I recently reviewed the reissue of Bruce Haack’s The Electric Lucifer for Spectrum Culture. I understand why the Canadian label Telephone Explosion decided to reissue it; it’s one of the first psych-rock albums to exploit the then-largely-untapped power of the synthesizer, and early synth music is all the rage these days. But Lucifer is also something far more dated and embarrassing: a peace-and-love album from the ‘60s, where “powerlove” is the only force powerful enough to defeat evil. Now that liberal pop culture has become more aware than ever how complex the underlying issues fueling inequality truly are, I don’t think anyone reading this has time for such simplistic messages.

“Love is all that really matters!” bleat the Jim Morrison clones hired by Haack. “Loving now!” As if it were that easy for the marginalized to hang up their distrust for those who put them the boxes that would become cages. As if it were that easy for the white, straight, Christian world to exorcise their parents’ casual slurs, their classmates’ quotidian homophobia, the hate-as-entertainment of Eminem and Family Guy, and decide “I love queer folks! I should try protect them!” Is love really all you need? Singing it all together? Smiling on your brother? Come on.

As I’ve become more aware of the ways I’ve been oppressed through my life as a queer, non-neurotypical person – and the even more horrifying things my friends, many of whom do not have the luxury of being cisgender or white or male, have gone through – I’ve grown sick of idealism. That’s why George Clinton and his P-Funk empire have been so inspiring to me.

Clinton knows more about just how sad and pathetic the state of the world is than Syd Barrett or Brian Wilson or Jim Morrison, for two simple reasons: he’s one of the smartest people in pop – not that you’d notice given what a clown he is – and as a black man, he’s a member of one of the most marginalized groups of people on Earth and has experienced racism firsthand. The draft scared up fire in the guts of plenty of white kids, but Clinton likely had that fire in his gut since he was born. 

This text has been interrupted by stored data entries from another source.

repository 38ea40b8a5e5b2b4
//! # Desktop Bridge Implementations
//!
//! Default implementations of bridge traits for desktop and server hosts.
//!
//! ## Overview
//!
//! - `LocalObjectStore`: `ObjectStore` over a local directory using `tokio::fs`
//! - `MemoryObjectStore`: `ObjectStore` kept in process memory (tests, demos)
//!
//! ## Usage
//!
//! ```ignore
//! use bridge_desktop::LocalObjectStore;
//! use bridge_traits::ObjectStore;
//!
//! #[tokio::main]
//! async fn main() {
//!     let store = LocalObjectStore::with_root("/srv/objects");
//!     let objects = store.list("music", None).await.unwrap();
//! }
//! ```

mod filesystem;
mod memory;

pub use filesystem::LocalObjectStore;
pub use memory::MemoryObjectStore;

“Everybody Is Going To Make It This Time,” from the brilliant America Eats Its Young, has been my balm since Election Day. I don’t think everybody is going to make it. We are in grave danger. I cannot afford to be blindly optimistic. But listen to how Clinton spells out the situation:

We got to see what we’re doing in the name of comfort
We got to feel the warning signs
But in order to get it together we got to get our heads together
Everybody’s going to make it this time

Comfort. That’s the clincher. To many of us, Trump’s presidency will be a mild annoyance. To many more of us, it will be life or death.

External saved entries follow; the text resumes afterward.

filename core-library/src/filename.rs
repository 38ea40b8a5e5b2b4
//! Filename-to-metadata heuristic
//!
//! Object keys are expected to look like `Artist - Title.mp3`, possibly with
//! a decorative tag inserted by a capture tool (e.g. `(SPOTISAVER)`). The
//! parser is shared by the sync and upload paths so both derive identical
//! metadata for the same key.

use serde::{Deserialize, Serialize};

use crate::models::UNKNOWN_ARTIST;

/// Tag inserted into file names by the capture tool
pub const DEFAULT_DECORATIVE_MARKER: &str = "(SPOTISAVER)";

/// Separator between artist and title
pub const SEPARATOR: char = '-';

/// Title and artist derived from an object key
#[derive(Debug, Clone, PartialEq, Eq, Serialize, Deserialize)]
pub struct ParsedName {
    pub title: String,
    pub artist: String,
}

/// Pure, total parser from object key to [`ParsedName`]
#[derive(Debug, Clone, PartialEq, Eq)]
pub struct FilenameParser {
    decorative_markers: Vec<String>,
    media_extensions: Vec<String>,
}

impl Default for FilenameParser {
    fn default() -> Self {
        Self {
            decorative_markers: vec![DEFAULT_DECORATIVE_MARKER.to_string()],
            media_extensions: vec!["mp3".to_string()],
        }
    }
}

impl FilenameParser {
    pub fn new(decorative_markers: Vec<String>, media_extensions: Vec<String>) -> Self {
        Self {
            decorative_markers: decorative_markers
                .into_iter()
                .filter(|m| !m.is_empty())
                .collect(),
            media_extensions: media_extensions
                .into_iter()
                .map(|e| e.trim_start_matches('.').to_lowercase())
                .filter(|e| !e.is_empty())
                .collect(),
        }
    }

    /// Derive title and artist from a raw object key
    ///
    /// Splits on the first separator only, so `Artist - Song - Remix.mp3`
    /// yields artist `Artist` and title `Song - Remix`.
    pub fn parse(&self, raw_key: &str) -> ParsedName {
        let file_name = raw_key.rsplit('/').next().unwrap_or(raw_key);
        let cleaned = self.clean(file_name);

        if cleaned.is_empty() {
            return ParsedName {
                title: file_name.to_string(),
                artist: UNKNOWN_ARTIST.to_string(),
            };
        }

        if let Some((artist, title)) = cleaned.split_once(SEPARATOR) {
            let (artist, title) = (artist.trim(), title.trim());
            if !artist.is_empty() && !title.is_empty() {
                return ParsedName {
                    title: title.to_string(),
                    artist: artist.to_string(),
                };
            }
        }

        ParsedName {
            title: cleaned,
            artist: UNKNOWN_ARTIST.to_string(),
        }
    }

    fn clean(&self, file_name: &str) -> String {
        let mut name = file_name.to_string();
        for marker in &self.decorative_markers {
            name = name.replace(marker.as_str(), "");
        }

        let trimmed = name.trim_end();
        let without_extension = match trimmed.rsplit_once('.') {
            Some((stem, ext))
                if self
                    .media_extensions
                    .iter()
                    .any(|known| known.eq_ignore_ascii_case(ext)) =>
            {
                stem
            }
            _ => trimmed,
        };

        without_extension.trim().to_string()
    }
}

#[cfg(test)]
mod tests {
    use super::*;

    fn parse(key: &str) -> ParsedName {
        FilenameParser::default().parse(key)
    }

    #[test]
    fn test_splits_on_first_separator_only() {
        let parsed = parse("Artist - Song - Remix.mp3");
        assert_eq!(parsed.artist, "Artist");
        assert_eq!(parsed.title, "Song - Remix");
    }

    #[test]
    fn test_no_separator_uses_unknown_artist() {
        let parsed = parse("SoloTrack.mp3");
        assert_eq!(parsed.artist, UNKNOWN_ARTIST);
        assert_eq!(parsed.title, "SoloTrack");
    }

    #[test]
    fn test_strips_decorative_marker() {
        let parsed = parse("Daft Punk - One More Time (SPOTISAVER).mp3");
        assert_eq!(parsed.artist, "Daft Punk");
        assert_eq!(parsed.title, "One More Time");

        let parsed = parse("(SPOTISAVER)Intro(SPOTISAVER).mp3");
        assert_eq!(parsed.title, "Intro");
    }

    #[test]
    fn test_separator_without_spaces() {
        let parsed = parse("AC-DC.mp3");
        assert_eq!(parsed.artist, "AC");
        assert_eq!(parsed.title, "DC");
    }

    #[test]
    fn test_empty_side_falls_back_to_whole_name() {
        let parsed = parse("- Untitled.mp3");
        assert_eq!(parsed.artist, UNKNOWN_ARTIST);
        assert_eq!(parsed.title, "- Untitled");

        let parsed = parse("Artist -.mp3");
        assert_eq!(parsed.artist, UNKNOWN_ARTIST);
        assert_eq!(parsed.title, "Artist -");
    }

    #[test]
    fn test_only_marker_and_extension() {
        let parsed = parse("(SPOTISAVER).mp3");
        assert_eq!(parsed.artist, UNKNOWN_ARTIST);
        assert_eq!(parsed.title, "(SPOTISAVER).mp3");
    }

    #[test]
    fn test_keeps_dots_that_are_not_media_extensions() {
        let parsed = parse("The Killers - Mr. Brightside");
        assert_eq!(parsed.artist, "The Killers");
        assert_eq!(parsed.title, "Mr. Brightside");

        let parsed = parse("Song.MP3");
        assert_eq!(parsed.title, "Song");
    }

    #[test]
    fn test_uses_final_path_segment() {
        let parsed = parse("uploads/2024/Alice - Song1.mp3");
        assert_eq!(parsed.artist, "Alice");
        assert_eq!(parsed.title, "Song1");
    }

    #[test]
    fn test_unicode_names() {
        let parsed = parse("Sigur Rós - Hoppípolla.mp3");
        assert_eq!(parsed.artist, "Sigur Rós");
        assert_eq!(parsed.title, "Hoppípolla");
    }

    #[test]
    fn test_reparsing_title_terminates_and_shrinks() {
        let parser = FilenameParser::default();
        let mut title = parser.parse("A - B - C - D.mp3").title;
        let mut rounds = 0;

        loop {
            let next = parser.parse(&title);
            assert!(next.title.len() <= title.len());
            if next.title == title {
                break;
            }
            title = next.title;
            rounds += 1;
            assert!(rounds < 10);
        }

        assert_eq!(title, "D");
    }

    #[test]
    fn test_deterministic() {
        let parser = FilenameParser::default();
        let key = "Artist - Song (SPOTISAVER).mp3";
        assert_eq!(parser.parse(key), parser.parse(key));
    }

    #[test]
    fn test_custom_markers_and_extensions() {
        let parser = FilenameParser::new(
            vec!["[RIP]".to_string(), String::new()],
            vec![".flac".to_string()],
        );

        let parsed = parser.parse("Bonobo - Kerala [RIP].flac");
        assert_eq!(parsed.artist, "Bonobo");
        assert_eq!(parsed.title, "Kerala");

        let parsed = parser.parse("Bonobo - Kerala.mp3");
        assert_eq!(parsed.title, "Kerala.mp3");
    }
}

Joe Walsh warns of 63 genders not just because he senses a threat to his hegemony, but because who has time to memorize 63 genders? I could recite all of the first 151 Pokemon in order when I was six, but never mind. If you want to better yourself, you gotta work for it. And a lot of people are just too damn lazy to memorize the letters “LGBTQ” or remember that “retarded” people are called intellectually disabled now or that stewardesses are called flight attendants. So they don’t bother and dig themselves into a backwards time loop of self-righteous insensitivity. They’d rather be comfortable.

We got to feel the warning signs. Easy enough to say – but how seriously do we really take warning signs, especially if our comfort is at risk? We’re not doing jack shit about global warming. We thought Trump didn’t have a chance in hell. Even those who feared him still thought he was hot air up to the moment he won, thought good would triumph on its own just like in the movies.

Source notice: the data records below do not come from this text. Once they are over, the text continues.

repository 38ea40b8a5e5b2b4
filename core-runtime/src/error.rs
use thiserror::Error;

#[derive(Error, Debug)]
pub enum Error {
    #[error("Configuration error: {0}")]
    Config(String),

    #[error("Capability missing: {capability} - {message}")]
    CapabilityMissing { capability: String, message: String },

    #[error("Internal error: {0}")]
    Internal(String),
}

pub type Result<T> = std::result::Result<T, Error>;
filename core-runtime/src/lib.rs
//! # Core Runtime Module
//!
//! Provides foundational runtime infrastructure for the track catalog:
//! - Logging and tracing infrastructure
//! - Configuration management
//!
//! ## Overview
//!
//! This crate contains the runtime utilities the other crates depend on. It
//! establishes the configuration contract checked at startup and the logging
//! conventions used throughout the system.

pub mod config;
pub mod error;
pub mod logging;

pub use config::{CoreConfig, CoreConfigBuilder, PlaylistStorage};
pub use error::{Error, Result};
pub use logging::{init_logging, LogFormat, LoggingConfig};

“Everybody Is Going To Make It This Time” is a great song because it accepts two facts that often go overlooked in discussions of good and evil, love and hate. The first is that complacency, privilege, and apathy are as dangerous, perhaps even more so, than hatred. The second is that once we’re cozied up in the pillows and sheets of complacency, privilege, and apathy, we’re wont to doze off and watch the world go by. These are truths most of those “loving now” dipshits at Woodstock couldn’t fathom.

America Eats Its Young is my favorite Funkadelic album because it’s simplistic when it needs to be and complex when it needs to be. “If you don’t like the effects, don’t produce the cause” – fair enough. “Our country and our cities have been betrayed for money” – like everything else. “Just because you win the fight don’t make it right” – what else is new? “We’ve got to see what we’re doing in the name of comfort. We’ve got to feel the warning signs.” We do. We really, really do.